Your instructions: Every line with "UnknownIdentifier" in it must be copied from the data.

(Dataset entries)
....

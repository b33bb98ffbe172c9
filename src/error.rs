use crate::budget::BudgetError;
use crate::common::Span;
use crate::context::ContextError;
use crate::parse::ParseError;
use crate::roll::{RollError, SourceError};
use thiserror::Error;

/// Everything that can go wrong while evaluating a script. Runtime
/// variants carry the span of the node that failed.
#[derive(Error, Debug, Clone, PartialEq)]
pub enum Error {
    #[error(transparent)]
    Parse(#[from] ParseError),
    #[error("{source} (at {span:?})")]
    Roll { source: RollError, span: Span },
    #[error("{source} (at {span:?})")]
    Budget { source: BudgetError, span: Span },
    #[error("unknown identifier `{name}` (at {span:?})")]
    UnknownIdentifier { name: String, span: Span },
    #[error("`{name}` rejected its arguments: {source} (at {span:?})")]
    Context {
        name: String,
        source: ContextError,
        span: Span,
    },
    #[error("{message} (at {span:?})")]
    Type { message: String, span: Span },
    #[error("division by zero (at {span:?})")]
    ZeroDivision { span: Span },
}

/// Flat classification of [`Error`], for hosts that only need to branch on
/// what went wrong.
#[derive(Debug, Copy, Clone, Eq, PartialEq, Hash)]
pub enum ErrorKind {
    Parse,
    InvalidDice,
    RerollLimitExceeded,
    ExplodeLimitExceeded,
    ExhaustedSource,
    InvalidSource,
    UnknownIdentifier,
    BudgetExceeded,
    StackDepthExceeded,
    Timeout,
    MemoryExceeded,
    Context,
    Type,
    ZeroDivision,
}

impl Error {
    pub fn kind(&self) -> ErrorKind {
        match self {
            Self::Parse(_) => ErrorKind::Parse,
            Self::Roll { source, .. } => match source {
                RollError::InvalidDice { .. } => ErrorKind::InvalidDice,
                RollError::RerollLimitExceeded { .. } => ErrorKind::RerollLimitExceeded,
                RollError::ExplodeLimitExceeded { .. } => ErrorKind::ExplodeLimitExceeded,
                RollError::Source(SourceError::Exhausted { .. }) => ErrorKind::ExhaustedSource,
                RollError::Source(SourceError::OutOfRange { .. }) => ErrorKind::InvalidSource,
                RollError::Budget(e) => budget_kind(e),
            },
            Self::Budget { source, .. } => budget_kind(source),
            Self::UnknownIdentifier { .. } => ErrorKind::UnknownIdentifier,
            Self::Context { .. } => ErrorKind::Context,
            Self::Type { .. } => ErrorKind::Type,
            Self::ZeroDivision { .. } => ErrorKind::ZeroDivision,
        }
    }

    /// Location in the source text, if the error has one.
    pub fn span(&self) -> Option<&Span> {
        match self {
            Self::Parse(e) => Some(&e.span),
            Self::Roll { span, .. }
            | Self::Budget { span, .. }
            | Self::UnknownIdentifier { span, .. }
            | Self::Context { span, .. }
            | Self::Type { span, .. }
            | Self::ZeroDivision { span } => Some(span),
        }
    }

    /// Move a runtime error to `to`. Used when an error raised inside a
    /// `roll("...")` string has to point at the call instead.
    pub(crate) fn relocate(self, to: &Span) -> Self {
        let span = to.clone();
        match self {
            Self::Parse(_) => self,
            Self::Roll { source, .. } => Self::Roll { source, span },
            Self::Budget { source, .. } => Self::Budget { source, span },
            Self::UnknownIdentifier { name, .. } => Self::UnknownIdentifier { name, span },
            Self::Context { name, source, .. } => Self::Context { name, source, span },
            Self::Type { message, .. } => Self::Type { message, span },
            Self::ZeroDivision { .. } => Self::ZeroDivision { span },
        }
    }

    pub(crate) fn from_roll(source: RollError, span: &Span) -> Self {
        match source {
            RollError::Budget(source) => Self::Budget {
                source,
                span: span.clone(),
            },
            source => Self::Roll {
                source,
                span: span.clone(),
            },
        }
    }

    pub(crate) fn type_error(message: impl Into<String>, span: &Span) -> Self {
        Self::Type {
            message: message.into(),
            span: span.clone(),
        }
    }
}

fn budget_kind(e: &BudgetError) -> ErrorKind {
    match e {
        BudgetError::Steps { .. } => ErrorKind::BudgetExceeded,
        BudgetError::Depth { .. } => ErrorKind::StackDepthExceeded,
        BudgetError::Timeout { .. } => ErrorKind::Timeout,
        BudgetError::Memory { .. } => ErrorKind::MemoryExceeded,
    }
}

#[cfg(test)]
mod tests {
    use super::*;
    use crate::roll::DiceBound;

    #[test]
    fn test_kinds() {
        let e = Error::from_roll(RollError::Budget(BudgetError::Steps { limit: 5 }), &(0..3));
        assert_eq!(e.kind(), ErrorKind::BudgetExceeded);
        assert!(matches!(e, Error::Budget { .. }));

        let e = Error::from_roll(
            RollError::InvalidDice {
                count: 0,
                sides: 6,
                bound: DiceBound::NonPositiveCount,
            },
            &(0..3),
        );
        assert_eq!(e.kind(), ErrorKind::InvalidDice);

        let e = Error::Budget {
            source: BudgetError::Depth { limit: 64 },
            span: 0..1,
        };
        assert_eq!(e.kind(), ErrorKind::StackDepthExceeded);
    }

    #[test]
    fn test_relocate() {
        let e = Error::ZeroDivision { span: 2..5 }.relocate(&(10..20));
        assert_eq!(e.span(), Some(&(10..20)));
    }

    #[test]
    fn test_display_carries_limit() {
        let e = Error::Budget {
            source: BudgetError::Steps { limit: 100 },
            span: 0..4,
        };
        assert_eq!(e.to_string(), "step budget of 100 exhausted (at 0..4)");
    }
}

....

Task response:
    UnknownIdentifier { name: String, span: Span },
    UnknownIdentifier,
            Self::UnknownIdentifier { .. } => ErrorKind::UnknownIdentifier,
            | Self::UnknownIdentifier { span, .. }
            Self::UnknownIdentifier { name, .. } => Self::UnknownIdentifier { name, span },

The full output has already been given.